How long before our entanglement with AI turns toxic? Take Snapchat’s ai knowing where you are when your location is off. Those eerily accurate targeted ads that make you wonder if your phone’s listening. Or how “Is AI going to take over [insert industry]” headlines are popping up every day.
Reality check: The same AI we’re busy taking sides over? It’s also our best shot at protecting your privacy and data.
AI’s Positive Impact on Cybersecurity
Protecting your organization’s resources, data and systems boils down to evaluating vast amounts of data to detect and investigate anomalies. Normally, this takes forever.
Our Artificially Intelligent ally simplifies and accelerates this process by:
- Automating repetitive tasks, analyzing large codebases and detecting issues that would take us much longer to identify.
- Detecting security vulnerabilities and emerging threats with higher accuracy, reducing false positives or human error.
- Summarizing long reports into key takeaways and actionable insights.
- Breaking down complex or technical language into simpler terms (a lifesaver when I had to read CrowdStrike’s bug fix analysis)
- Providing predictive defense by learning from past attacks to anticipate new ones.
Are Cybercriminals Using AI Too?
For every ‘AI is the future’ TED Talk, there’s a hacker proving it’s already the present. They’re using AI to:
- Gather intel about targets and identify specific attack vectors
- Automate large scale attacks and tweak tactics based on defense mechanisms encountered.
- Create convincing phishing emails free of the spelling and grammar errors that once made them easy to spot.
- Develop deepfakes and no, I’m not talking about Ghibli-style images. I’m talking about incredibly convincing fake videos, images and audios.
- Analyze password patterns from breached databases to predict your likely passwords.
Is AI going to take over cybersecurity?
In the early days of technology, people harbored the same fears of job displacement. Today, humans and machines work side by side and new jobs have emerged as a result. For instance, Microsoft’s Security copilot now has AI agents assisting with phishing, data security, and identity management.
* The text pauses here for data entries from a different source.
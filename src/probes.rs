use std::collections::HashMap;
use std::fs;
use std::path::Path;
use std::sync::Arc;

use anyhow::{Context, Result};
use log::debug;
use regex::bytes::{Regex, RegexBuilder};

/// Transport protocol a probe applies to
#[derive(Debug, Copy, Clone, PartialEq, Eq)]
pub enum ProbeProtocol {
    Tcp,
    Udp,
}

/// A single service-detection rule within a probe
#[derive(Debug, Clone)]
pub struct ProbeMatch {
    /// Service name, e.g. "http"
    pub service_name: String,
    /// Compiled pattern tested against raw response bytes
    pub pattern: Regex,
    /// nmap version-info tokens (p/v/i/o/h/d), keyed by token letter.
    /// Kept for forward compatibility; matching does not consult it.
    pub version_info: HashMap<String, String>,
}

/// A probe: payload to send plus the patterns interpreting the response
#[derive(Debug, Clone)]
pub struct Probe {
    pub protocol: ProbeProtocol,
    /// Probe name from the definition file, e.g. "GetRequest"
    pub name: String,
    /// Raw payload bytes, possibly empty
    pub data: Vec<u8>,
    /// Matches in file order; the first match wins
    pub matches: Vec<ProbeMatch>,
}

/// A parsing error tied to a line of the probe file
#[derive(Debug, Clone, PartialEq, Eq)]
pub struct ParseError {
    pub line: usize,
    pub message: String,
}

/// Statistics about one probe loading pass
#[derive(Debug, Clone, Default)]
pub struct LoadStats {
    pub total_lines: usize,
    pub probe_count: usize,
    pub match_count: usize,
    /// Matches silently skipped because their pattern uses regex features
    /// (lookaround, backreferences, oversized repeats) the engine rejects
    pub dropped_matches: usize,
    pub error_lines: Vec<ParseError>,
}

/// Why a match line did not produce a `ProbeMatch`
#[derive(Debug)]
enum MatchError {
    /// Pattern uses an unsupported regex feature; skipped without diagnostic
    UnsupportedRegex,
    /// Genuine parse or compile failure, recorded in `LoadStats`
    Invalid(String),
}

/// Read and parse probe definitions from a file.
///
/// The file itself being missing or unreadable is an error; malformed lines
/// are accumulated into the returned [`LoadStats`] while loading continues.
pub fn load_probes(path: impl AsRef<Path>) -> Result<(Vec<Probe>, LoadStats)> {
    let path = path.as_ref();
    let content = fs::read_to_string(path)
        .with_context(|| format!("cannot open probe file {}", path.display()))?;

    let (probes, stats) = parse_probes(&content);
    debug!(
        "loaded {} probes with {} matches from {} ({} lines, {} errors, {} unsupported patterns)",
        stats.probe_count,
        stats.match_count,
        path.display(),
        stats.total_lines,
        stats.error_lines.len(),
        stats.dropped_matches,
    );
    Ok((probes, stats))
}

/// Parse probe definitions from text.
///
/// Every non-blank, non-comment line is one directive. `Probe` opens a new
/// probe scope, `match` adds a rule to the current probe, a handful of other
/// nmap directives are recognized and ignored, and anything else is recorded
/// as a parse error.
pub fn parse_probes(content: &str) -> (Vec<Probe>, LoadStats) {
    let mut probes = Vec::new();
    let mut current: Option<Probe> = None;
    let mut stats = LoadStats::default();

    for raw_line in content.lines() {
        stats.total_lines += 1;
        let line = raw_line.trim();

        if line.is_empty() || line.starts_with('#') {
            continue;
        }

        if line.starts_with("Probe") {
            if let Some(probe) = current.take() {
                probes.push(probe);
            }
            match parse_probe_line(line) {
                Ok(probe) => {
                    current = Some(probe);
                    stats.probe_count += 1;
                }
                Err(message) => {
                    stats.error_lines.push(ParseError { line: stats.total_lines, message });
                }
            }
        } else if line.starts_with("match ") {
            let Some(probe) = current.as_mut() else {
                stats.error_lines.push(ParseError {
                    line: stats.total_lines,
                    message: "match found without preceding Probe".to_string(),
                });
                continue;
            };
            match parse_match_line(line) {
                Ok(m) => {
                    probe.matches.push(m);
                    stats.match_count += 1;
                }
                Err(MatchError::UnsupportedRegex) => {
                    stats.dropped_matches += 1;
                }
                Err(MatchError::Invalid(message)) => {
                    stats.error_lines.push(ParseError {
                        line: stats.total_lines,
                        message: format!("match parse error: {}", message),
                    });
                }
            }
        } else if is_known_directive(line) {
            continue;
        } else {
            stats.error_lines.push(ParseError {
                line: stats.total_lines,
                message: "unknown line format".to_string(),
            });
        }
    }

    if let Some(probe) = current.take() {
        probes.push(probe);
    }

    (probes, stats)
}

/// Directives that are valid nmap-service-probes syntax but intentionally
/// unused here: port hints, rarity, fallbacks and global timeouts.
fn is_known_directive(line: &str) -> bool {
    const KNOWN: [&str; 8] = [
        "softmatch",
        "ports",
        "sslports",
        "rarity",
        "fallback",
        "Exclude",
        "totalwaitms",
        "tcpwrappedms",
    ];
    KNOWN.iter().any(|directive| line.starts_with(directive))
}

/// Parse a line like `Probe TCP GetRequest q|GET / HTTP/1.0\r\n\r\n|`
fn parse_probe_line(line: &str) -> Result<Probe, String> {
    let rest = line.strip_prefix("Probe ").ok_or("invalid Probe format")?;

    let mut parts = rest.splitn(3, ' ');
    let protocol = parts.next().ok_or("invalid Probe format")?;
    let name = parts.next().ok_or("invalid Probe format")?;
    let data_str = parts.next().ok_or("invalid Probe format")?;

    let protocol = match protocol {
        "TCP" => ProbeProtocol::Tcp,
        "UDP" => ProbeProtocol::Udp,
        other => return Err(format!("unknown probe protocol: {}", other)),
    };

    let data = parse_probe_data(data_str).map_err(|e| format!("cannot parse probe data: {}", e))?;

    Ok(Probe {
        protocol,
        name: name.to_string(),
        data,
        matches: Vec::new(),
    })
}

/// Extract the payload from a `q|...|` section, decoding escape sequences.
/// Tokens after the closing delimiter (e.g. `no-payload`) are ignored.
fn parse_probe_data(data_str: &str) -> Result<Vec<u8>, String> {
    if data_str.len() < 3 || !data_str.starts_with("q|") {
        return Err("probe data must be in format q|...|".to_string());
    }
    let closing = data_str[2..]
        .rfind('|')
        .ok_or("probe data must be in format q|...|")?
        + 2;

    decode_payload(&data_str[2..closing])
}

/// Decode C-style escape sequences into raw bytes.
///
/// `\0XX` with two octal digits is a single octal byte; a standalone `\0`
/// is NUL and must not consume the following character. `\xHH` accepts
/// either hex case. Unescaped double quotes pass through as-is.
fn decode_payload(raw: &str) -> Result<Vec<u8>, String> {
    let bytes = raw.as_bytes();
    let mut out = Vec::with_capacity(bytes.len());
    let mut i = 0;

    while i < bytes.len() {
        if bytes[i] != b'\\' {
            out.push(bytes[i]);
            i += 1;
            continue;
        }
        if i + 1 >= bytes.len() {
            return Err("trailing backslash in probe data".to_string());
        }
        match bytes[i + 1] {
            b'0' => {
                if i + 3 < bytes.len() && is_octal(bytes[i + 2]) && is_octal(bytes[i + 3]) {
                    out.push((bytes[i + 2] - b'0') * 8 + (bytes[i + 3] - b'0'));
                    i += 4;
                } else {
                    out.push(0);
                    i += 2;
                }
            }
            b'x' | b'X' => {
                if i + 3 >= bytes.len() {
                    return Err("truncated hex escape".to_string());
                }
                let hi = hex_value(bytes[i + 2]).ok_or("invalid hex escape")?;
                let lo = hex_value(bytes[i + 3]).ok_or("invalid hex escape")?;
                out.push(hi * 16 + lo);
                i += 4;
            }
            b'n' => {
                out.push(b'\n');
                i += 2;
            }
            b'r' => {
                out.push(b'\r');
                i += 2;
            }
            b't' => {
                out.push(b'\t');
                i += 2;
            }
            b'a' => {
                out.push(0x07);
                i += 2;
            }
            b'b' => {
                out.push(0x08);
                i += 2;
            }
            b'f' => {
                out.push(0x0c);
                i += 2;
            }
            b'v' => {
                out.push(0x0b);
                i += 2;
            }
            b'\\' => {
                out.push(b'\\');
                i += 2;
            }
            b'"' => {
                out.push(b'"');
                i += 2;
            }
            other => {
                return Err(format!("unsupported escape sequence \\{}", other as char));
            }
        }
    }

    Ok(out)
}

fn is_octal(c: u8) -> bool {
    (b'0'..=b'7').contains(&c)
}

fn hex_value(c: u8) -> Option<u8> {
    match c {
        b'0'..=b'9' => Some(c - b'0'),
        b'a'..=b'f' => Some(c - b'a' + 10),
        b'A'..=b'F' => Some(c - b'A' + 10),
        _ => None,
    }
}

/// Parse a line like `match http m|^HTTP/1\.[01] |i p/Apache/`.
///
/// The byte after `m` is the pattern delimiter, whatever it happens to be.
/// The suffix after the closing delimiter carries the flag characters and
/// any nmap version-info tokens.
fn parse_match_line(line: &str) -> Result<ProbeMatch, MatchError> {
    let rest = line
        .strip_prefix("match ")
        .ok_or_else(|| MatchError::Invalid("invalid match format".to_string()))?;

    let (service_name, pattern_str) = rest
        .split_once(' ')
        .ok_or_else(|| MatchError::Invalid("invalid match format".to_string()))?;

    let mut chars = pattern_str.chars();
    if chars.next() != Some('m') {
        return Err(MatchError::Invalid(
            "invalid match pattern format: missing 'm'".to_string(),
        ));
    }
    let separator = chars.next().ok_or_else(|| {
        MatchError::Invalid("invalid match pattern format: missing separator".to_string())
    })?;

    let body = &pattern_str[1 + separator.len_utf8()..];
    let (pattern, flags_and_version) = body.split_once(separator).ok_or_else(|| {
        MatchError::Invalid(format!(
            "invalid match pattern format: could not split pattern and flags using separator '{}'",
            separator
        ))
    })?;

    // Flags are the i/s characters immediately after the closing delimiter;
    // version-info tokens follow after whitespace.
    let flags: String = flags_and_version
        .chars()
        .take_while(|c| *c == 'i' || *c == 's')
        .collect();

    let mut regex_str = pattern.to_string();
    if flags.contains('i') {
        regex_str = format!("(?i){}", regex_str);
    }
    if flags.contains('s') {
        regex_str = format!("(?s){}", regex_str);
    }

    if contains_unsupported_regex(&regex_str) {
        return Err(MatchError::UnsupportedRegex);
    }

    // Unicode mode is off so \xHH escapes match raw response bytes rather
    // than UTF-8 encoded codepoints; octal escapes (\0) are part of the RE2
    // dialect the probe files are written in.
    let pattern = match RegexBuilder::new(&regex_str)
        .unicode(false)
        .octal(true)
        .build()
    {
        Ok(re) => re,
        Err(e) => {
            let message = e.to_string();
            // Oversized repeat counts are valid nmap patterns the engine
            // cannot hold; they are skipped like other unsupported features.
            if message.contains("repetition") || message.contains("size limit") {
                return Err(MatchError::UnsupportedRegex);
            }
            return Err(MatchError::Invalid(format!(
                "cannot compile regex '{}': {}",
                regex_str, e
            )));
        }
    };

    Ok(ProbeMatch {
        service_name: service_name.to_string(),
        pattern,
        version_info: parse_version_info(flags_and_version),
    })
}

/// Perl regex features absent from the RE2 subset the `regex` crate speaks
fn contains_unsupported_regex(pattern: &str) -> bool {
    const UNSUPPORTED: [&str; 13] = [
        "(?!", "(?=", "(?<=", "(?<!", r"\1", r"\2", r"\3", r"\4", r"\5", r"\6", r"\7", r"\8",
        r"\9",
    ];
    UNSUPPORTED.iter().any(|feature| pattern.contains(feature))
}

/// Pull `p/…/ v/…/ i/…/ o/…/ h/…/ d/…/` tokens out of the match suffix
fn parse_version_info(suffix: &str) -> HashMap<String, String> {
    let mut info = HashMap::new();
    let bytes = suffix.as_bytes();
    let mut i = 0;

    while i < bytes.len() {
        let at_token_start = i == 0 || bytes[i - 1].is_ascii_whitespace();
        if at_token_start
            && matches!(bytes[i], b'p' | b'v' | b'i' | b'o' | b'h' | b'd')
            && i + 1 < bytes.len()
            && bytes[i + 1] == b'/'
        {
            if let Some(end) = suffix[i + 2..].find('/') {
                let label = (bytes[i] as char).to_string();
                info.insert(label, suffix[i + 2..i + 2 + end].to_string());
                i += 2 + end + 1;
                continue;
            }
        }
        i += 1;
    }

    info
}

/// The loaded probe database: the full list plus per-protocol views and a
/// name lookup. Immutable after construction, freely shared across workers.
#[derive(Debug, Clone, Default)]
pub struct ProbeCatalogue {
    all: Vec<Arc<Probe>>,
    tcp: Vec<Arc<Probe>>,
    udp: Vec<Arc<Probe>>,
    by_name: HashMap<String, Vec<Arc<Probe>>>,
}

impl ProbeCatalogue {
    pub fn new(probes: Vec<Probe>) -> Self {
        let mut catalogue = Self::default();
        for probe in probes {
            let probe = Arc::new(probe);
            match probe.protocol {
                ProbeProtocol::Tcp => catalogue.tcp.push(Arc::clone(&probe)),
                ProbeProtocol::Udp => catalogue.udp.push(Arc::clone(&probe)),
            }
            catalogue
                .by_name
                .entry(probe.name.clone())
                .or_default()
                .push(Arc::clone(&probe));
            catalogue.all.push(probe);
        }
        catalogue
    }

    /// A catalogue with no probes; scanning degrades to plain port states
    pub fn empty() -> Self {
        Self::default()
    }

    /// All TCP probes in file order
    pub fn tcp_probes(&self) -> &[Arc<Probe>] {
        &self.tcp
    }

    /// All UDP probes in file order
    pub fn udp_probes(&self) -> &[Arc<Probe>] {
        &self.udp
    }

    /// Probes sharing a name, in file order
    pub fn probes_by_name(&self, name: &str) -> Option<&[Arc<Probe>]> {
        self.by_name.get(name).map(|probes| probes.as_slice())
    }

    pub fn len(&self) -> usize {
        self.all.len()
    }

    pub fn is_empty(&self) -> bool {
        self.all.is_empty()
    }
}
While AI may reduce human involvement in certain roles, it will also create new opportunities. The real question isn’t whether AI will take over cybersecurity, it’s whether we can keep up with it and use it to our advantage?
Best Practices for Incorporating AI into Your Cybersecurity Strategy
According to the 2025 Secure employee access in the age of AI report, although most organizations are working on implementing AI controls, 60% have not yet started. For those who have or are considering, here’s best practices to incorporate into your cybersecurity strategy:
- Develop an AI strategy. Not every trending AI tool is worth integrating. It’s important to identify AI solutions that can integrate well into your systems.
- Enforce organizational policies. Regulate AI use among employees and ensure sensitive information is never shared with generative AI tools.
- Secure your AI. The garbage-in-garbage-out principle applies to AI models. Hackers can poison models by introducing malicious or misleading data, which can significantly undermine performance and reliability. Audit yours regularly and validate the integrity of your data.
- Finally, upskill! Free courses like Cisco’s Introduction to Modern AI are a great place to start.